Once the competitive spirit has taken over you tend to lose sight of your limitations. If a small mileage increase brought about a small improvement, you’ll try large mileage increases to gain a large improvement. Although you’ve read many times about the need for rest, you feel that yours is a special case — you don’t need as much recovery time as other mortals. For weeks you may feel tired most of the time, yet have trouble sleeping at night. You become irritable and make life difficult for your family and friends. Finally you push too far and break down with injury, sickness or fatigue, and you either can’t or don’t want to run.
At this point you may feel betrayed by your body. Here you are trying to mold it into greatness and it won’t respond. You fail to realize the improvements you’ve made during the past months or year and only visualize your fitness slipping away, your goals going down the drain. Thinking that your body is tricking you (or that an injury layoff is a sign of weakness) you get back into training too soon. Trying to run through the problems only makes them worse and leads to new injuries, and you miss the very races you’ve pushed yourself so hard for.
Still, when the frustration has passed (and the pounds have settled back on) you’ll probably start running again. Hopefully you’ll have learned a lesson. You’ll “recycle” and work your way up the ladder again. When you’ve put competition into perspective you’ll pass into the stage of “athlete,” or even “runner.”

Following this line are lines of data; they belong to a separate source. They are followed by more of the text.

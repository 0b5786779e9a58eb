//! Credential pairs.

use derive_getters::Getters;

/// One chat account and the generation API key loaded alongside it.
///
/// Loaded once at startup and never mutated. `Debug` hides both secrets.
///
/// # Examples
///
/// ```
/// use chatterbox_core::Account;
///
/// let account = Account::new("discord-token", "gemini-key");
/// assert_eq!(account.token(), "discord-token");
/// assert!(!format!("{:?}", account).contains("gemini-key"));
/// ```
#[derive(Clone, PartialEq, Eq, Getters)]
pub struct Account {
    /// Chat platform token, sent verbatim in the `Authorization` header
    token: String,
    /// Generation API key contributed to the shared key pool
    api_key: String,
}

impl Account {
    /// Create an account from its two credentials.
    pub fn new(token: impl Into<String>, api_key: impl Into<String>) -> Self {
        Self {
            token: token.into(),
            api_key: api_key.into(),
        }
    }
}

impl std::fmt::Debug for Account {
    fn fmt(&self, f: &mut std::fmt::Formatter<'_>) -> std::fmt::Result {
        f.debug_struct("Account")
            .field("token_len", &self.token.len())
            .field("api_key_len", &self.api_key.len())
            .finish()
    }
}
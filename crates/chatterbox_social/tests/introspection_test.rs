//! Tests for identity, channel, and slow-mode lookups.

mod test_utils;

use chatterbox_core::{ChannelId, ChannelInfo, CurrentUser, GuildId, GuildInfo};
use chatterbox_social::{SLOW_MODE_FALLBACK, resolve_channel, resolve_identity, slow_mode_delay};
use std::time::Duration;
use test_utils::MockPlatform;

#[tokio::test]
async fn test_resolve_identity() {
    let platform = MockPlatform::new().with_user(CurrentUser::new("42", "alice", "0001"));
    let identity = resolve_identity(&platform).await;
    assert_eq!(identity.to_string(), "alice#0001 (ID: 42)");
}

#[tokio::test]
async fn test_resolve_identity_failure_is_unknown() {
    let platform = MockPlatform::new();
    let identity = resolve_identity(&platform).await;
    assert_eq!(identity.username(), "Unknown");
    assert_eq!(identity.id(), "Unknown");
}

#[tokio::test]
async fn test_resolve_guild_channel() {
    let platform = MockPlatform::new()
        .with_channel(ChannelInfo::new(
            "111",
            Some("general".to_string()),
            Some(GuildId::new("9")),
            0,
        ))
        .with_guild(GuildInfo::new("My Server"));

    let location = resolve_channel(&platform, &ChannelId::new("111")).await;
    assert_eq!(location.to_string(), "Server: My Server | Channel: general");
}

#[tokio::test]
async fn test_channel_without_guild_is_direct_message() {
    let platform = MockPlatform::new().with_channel(ChannelInfo::new("111", None, None, 0));

    let location = resolve_channel(&platform, &ChannelId::new("111")).await;
    assert_eq!(location.server_name(), "Direct Message");
    assert_eq!(location.channel_name(), "Unknown Channel");
}

#[tokio::test]
async fn test_guild_lookup_failure_keeps_channel_name() {
    let platform = MockPlatform::new().with_channel(ChannelInfo::new(
        "111",
        Some("general".to_string()),
        Some(GuildId::new("9")),
        0,
    ));

    let location = resolve_channel(&platform, &ChannelId::new("111")).await;
    assert_eq!(location.server_name(), "Unknown Server");
    assert_eq!(location.channel_name(), "general");
}

#[tokio::test]
async fn test_channel_lookup_failure_is_unknown() {
    let platform = MockPlatform::new();
    let location = resolve_channel(&platform, &ChannelId::new("111")).await;
    assert_eq!(location.to_string(), "Server: Unknown Server | Channel: Unknown Channel");
}

#[tokio::test]
async fn test_slow_mode_delay() {
    let platform = MockPlatform::new().with_channel(ChannelInfo::new("111", None, None, 30));
    let delay = slow_mode_delay(&platform, &ChannelId::new("111")).await;
    assert_eq!(delay, Duration::from_secs(30));
}

#[tokio::test]
async fn test_slow_mode_fallback() {
    let platform = MockPlatform::new();
    let delay = slow_mode_delay(&platform, &ChannelId::new("111")).await;
    assert_eq!(delay, SLOW_MODE_FALLBACK);
    assert_eq!(delay, Duration::from_secs(5));
}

There are some very positive lessons to be learned from competition and fortunately not all competitors have to go to such extremes to learn them. Pushing through tiredness and discomfort in a race to a new personal record is not only rewarding in itself, but gives you an idea of what you can do in other areas of your life. Strengths we have never used lie buried in each of us. Being challenged to our limits through competition helps these surface. Competition can be the path-finding mission which allows us to map our inner resources. At the same time, experiencing some frustration and pain can help us realize our limitations. By struggling we discover a bit more about the person inside us; we can learn from our mistakes and move on to new heights.